As ladeiras e as cinzas


"Recomeçando das cinzas. Eu faço versos tão claros. Projeto sete desejos. Na fumaça do cigarro..."

Ele vinha descendo as ladeiras de pedra de Olinda. Ouvindo Alceu Valença, pensando no desmantelo da tarde e no calor que incendiava sua alma. Enquanto andava pelas ruas estreitas, vendo o mar e suando em bicas, pensava no livro que estava lendo sobre a Revolução Cubana. Tinha certeza que se fosse aplicado no Brasil não daria certo em lugar algum. Só em Pernambuco. Só aqui. Tinha decidido fazer essa viagem, mochilando e de ônibus.  E sozinho. Com seu Iphone, suas músicas, pensamentos e lembranças. E encantado com cada esquina da linda vila.

"Eu quero Tchu. Eu quero Tcha. Eu quero Tchu, Tcha Tcha..."

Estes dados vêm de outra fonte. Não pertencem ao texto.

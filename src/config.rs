//! Filter configuration and table geometry
//!
//! A [`CuckooConfig`] carries the tunables (slot count per bucket,
//! fingerprint width, target load factor, kick bound, PRNG seed). A
//! [`Geometry`] is the concrete table shape resolved from a capacity hint
//! and a config; two identical inputs always resolve to the same geometry.

use crate::{CuckooError, Result};

/// Each bucket holds 4 fingerprints unless configured otherwise
pub const DEFAULT_SLOTS_PER_BUCKET: usize = 4;
pub const DEFAULT_FINGERPRINT_BITS: u32 = 16;
/// A (2, 4) cuckoo filter reliably reaches ~95% occupancy
pub const DEFAULT_MAX_LOAD_FACTOR: f64 = 0.95;
pub const DEFAULT_MAX_KICKS: usize = 500;
pub const DEFAULT_SEED: u64 = 0x2545_f491_4f6c_dd1d;

pub const MAX_SLOTS_PER_BUCKET: usize = 16;
/// Fingerprints are stored in a `u32`
pub const MAX_FINGERPRINT_BITS: u32 = 32;

/// Tunables for a cuckoo filter
#[derive(Debug, Clone, Copy, PartialEq)]
pub struct CuckooConfig {
    /// Slots per bucket (`b`)
    pub slots_per_bucket: usize,
    /// Fingerprint width in bits (`f`)
    pub fingerprint_bits: u32,
    /// Fraction of slots the capacity hint is allowed to fill
    pub max_load_factor: f64,
    /// Upper bound on the eviction chain length (`K`)
    pub max_kicks: usize,
    /// Seed for the eviction PRNG
    pub seed: u64,
}

impl Default for CuckooConfig {
    fn default() -> Self {
        CuckooConfig {
            slots_per_bucket: DEFAULT_SLOTS_PER_BUCKET,
            fingerprint_bits: DEFAULT_FINGERPRINT_BITS,
            max_load_factor: DEFAULT_MAX_LOAD_FACTOR,
            max_kicks: DEFAULT_MAX_KICKS,
            seed: DEFAULT_SEED,
        }
    }
}

impl CuckooConfig {
    /// 8-bit fingerprints, ~3% false positive rate at full load
    pub fn fp8() -> Self {
        CuckooConfig::default().with_fingerprint_bits(8)
    }

    /// 16-bit fingerprints, ~0.01% false positive rate at full load
    pub fn fp16() -> Self {
        CuckooConfig::default().with_fingerprint_bits(16)
    }

    /// 32-bit fingerprints
    pub fn fp32() -> Self {
        CuckooConfig::default().with_fingerprint_bits(32)
    }

    pub fn with_slots_per_bucket(mut self, slots_per_bucket: usize) -> Self {
        self.slots_per_bucket = slots_per_bucket;
        self
    }

    pub fn with_fingerprint_bits(mut self, fingerprint_bits: u32) -> Self {
        self.fingerprint_bits = fingerprint_bits;
        self
    }

    pub fn with_max_load_factor(mut self, max_load_factor: f64) -> Self {
        self.max_load_factor = max_load_factor;
        self
    }

    pub fn with_max_kicks(mut self, max_kicks: usize) -> Self {
        self.max_kicks = max_kicks;
        self
    }

    pub fn with_seed(mut self, seed: u64) -> Self {
        self.seed = seed;
        self
    }

    /// Check every tunable against its allowed range
    pub fn validate(&self) -> Result<()> {
        validate_slots_per_bucket(self.slots_per_bucket)?;
        validate_fingerprint_bits(self.fingerprint_bits)?;
        if !self.max_load_factor.is_finite()
            || self.max_load_factor <= 0.0
            || self.max_load_factor > 1.0
        {
            return Err(CuckooError::InvalidParameter(format!(
                "Max load factor must be in (0, 1], got {}",
                self.max_load_factor
            )));
        }
        if self.max_kicks == 0 {
            return Err(CuckooError::InvalidParameter(
                "Max kicks must be > 0".to_string(),
            ));
        }
        Ok(())
    }
}

fn validate_slots_per_bucket(slots_per_bucket: usize) -> Result<()> {
    if slots_per_bucket == 0 || slots_per_bucket > MAX_SLOTS_PER_BUCKET {
        return Err(CuckooError::InvalidParameter(format!(
            "Slots per bucket must be 1-{}",
            MAX_SLOTS_PER_BUCKET
        )));
    }
    Ok(())
}

fn validate_fingerprint_bits(fingerprint_bits: u32) -> Result<()> {
    if fingerprint_bits == 0 || fingerprint_bits > MAX_FINGERPRINT_BITS {
        return Err(CuckooError::InvalidParameter(format!(
            "Fingerprint bits must be 1-{}",
            MAX_FINGERPRINT_BITS
        )));
    }
    Ok(())
}

/// Concrete shape of a cuckoo filter table
#[derive(Debug, Clone, Copy, PartialEq, Eq, Hash)]
pub struct Geometry {
    num_buckets: usize,
    slots_per_bucket: usize,
    fingerprint_bits: u32,
}

impl Geometry {
    /// Create a geometry from explicit parameters
    ///
    /// `num_buckets` must be a non-zero power of two so that bucket indices
    /// can be reduced with a mask instead of a modulo.
    pub fn new(num_buckets: usize, slots_per_bucket: usize, fingerprint_bits: u32) -> Result<Self> {
        if num_buckets == 0 {
            return Err(CuckooError::InvalidCapacity(
                "Number of buckets must be > 0".to_string(),
            ));
        }
        if !num_buckets.is_power_of_two() {
            return Err(CuckooError::InvalidParameter(format!(
                "Number of buckets must be a power of two, got {}",
                num_buckets
            )));
        }
        validate_slots_per_bucket(slots_per_bucket)?;
        validate_fingerprint_bits(fingerprint_bits)?;

        let geometry = Geometry {
            num_buckets,
            slots_per_bucket,
            fingerprint_bits,
        };
        if geometry.checked_storage_bits().is_none() {
            return Err(CuckooError::InvalidCapacity(format!(
                "{} buckets of {} x {}-bit slots overflow the address space",
                num_buckets, slots_per_bucket, fingerprint_bits
            )));
        }
        Ok(geometry)
    }

    /// Resolve the geometry for `capacity_hint` items at the configured load factor
    pub fn for_capacity(capacity_hint: usize, config: &CuckooConfig) -> Result<Self> {
        config.validate()?;
        if capacity_hint == 0 {
            return Err(CuckooError::InvalidCapacity(
                "Capacity must be > 0".to_string(),
            ));
        }

        // Headroom so the table is never asked to run above its load factor
        let slots_needed = (capacity_hint as f64 / config.max_load_factor).ceil();
        if !slots_needed.is_finite() || slots_needed >= usize::MAX as f64 {
            return Err(CuckooError::InvalidCapacity(format!(
                "Capacity {} overflows the address space",
                capacity_hint
            )));
        }

        Self::exact(slots_needed as usize, config)
    }

    /// Resolve the smallest geometry with at least `capacity` slots, no headroom
    pub fn exact(capacity: usize, config: &CuckooConfig) -> Result<Self> {
        config.validate()?;
        if capacity == 0 {
            return Err(CuckooError::InvalidCapacity(
                "Capacity must be > 0".to_string(),
            ));
        }

        let buckets_exact = capacity.div_ceil(config.slots_per_bucket);
        let num_buckets = buckets_exact.checked_next_power_of_two().ok_or_else(|| {
            CuckooError::InvalidCapacity(format!(
                "Capacity {} needs more buckets than the address space allows",
                capacity
            ))
        })?;

        Self::new(num_buckets, config.slots_per_bucket, config.fingerprint_bits)
    }

    pub fn num_buckets(&self) -> usize {
        self.num_buckets
    }

    pub fn slots_per_bucket(&self) -> usize {
        self.slots_per_bucket
    }

    pub fn fingerprint_bits(&self) -> u32 {
        self.fingerprint_bits
    }

    /// Total number of fingerprint slots (`m * b`)
    pub fn total_slots(&self) -> usize {
        self.num_buckets * self.slots_per_bucket
    }

    /// Size of the bit-packed slot region in bits
    pub fn storage_bits(&self) -> usize {
        self.total_slots() * self.fingerprint_bits as usize
    }

    /// Size of the bit-packed slot region in bytes, rounded up
    pub fn storage_bytes(&self) -> usize {
        self.storage_bits().div_ceil(8)
    }

    /// Mask that reduces a hash to a bucket index (`m - 1`)
    pub fn index_mask(&self) -> u64 {
        self.num_buckets as u64 - 1
    }

    /// Mask that truncates a hash to a fingerprint (`2^f - 1`)
    pub fn fingerprint_mask(&self) -> u32 {
        if self.fingerprint_bits == 32 {
            u32::MAX
        } else {
            (1u32 << self.fingerprint_bits) - 1
        }
    }

    fn checked_storage_bits(&self) -> Option<usize> {
        self.num_buckets
            .checked_mul(self.slots_per_bucket)?
            .checked_mul(self.fingerprint_bits as usize)
    }
}

impl std::fmt::Display for Geometry {
    fn fmt(&self, f: &mut std::fmt::Formatter) -> std::fmt::Result {
        write!(
            f,
            "{} buckets × {} slots × {} bits",
            self.num_buckets, self.slots_per_bucket, self.fingerprint_bits
        )
    }
}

Ela estava de saco cheio dessa excursão. Queria ter ido para Porto Seguro. Mas os pais insistiram em vir para Recife. Achava até vista bonita lá de cima da Igreja da Sé. Mas sentia falta do namorado. E da turma toda que tinha ido pra Bahia. Pelo menos tinha seu Iphone e ouvia o que queria. Nem escutava o papo do guia, contando que a cidade era uma das mais antigas do Brasil, patrimônio histórico da humanidade. Só escutava os "tchus e tchas" e sentia o calor queimando as têmporas. Embora "têmpora" fosse uma palavra que não conhecia....


"Recomeçando das cinzas, vou recompondo a paisagem/ Lembro um flamboyant vermelho/ No desmantelo da tarde..."

Subia mais uma vez a Ladeira da Misericórdia. Sonhava com uma vida diferente. Longe daquela cidade fria e multitudinária que é São Paulo. Já tinha 25 anos, trabalhava na Bolsa desde os 23. E, depois de tomar um chifre da namorada com o chefe dela, sentia que era o fim do seu período em Sampa. Queria viver mais arte, respirar mais música, criar mais. Poderia bem administrar seus fundos de ações de um computador, sentado na varanda de um desses casarões...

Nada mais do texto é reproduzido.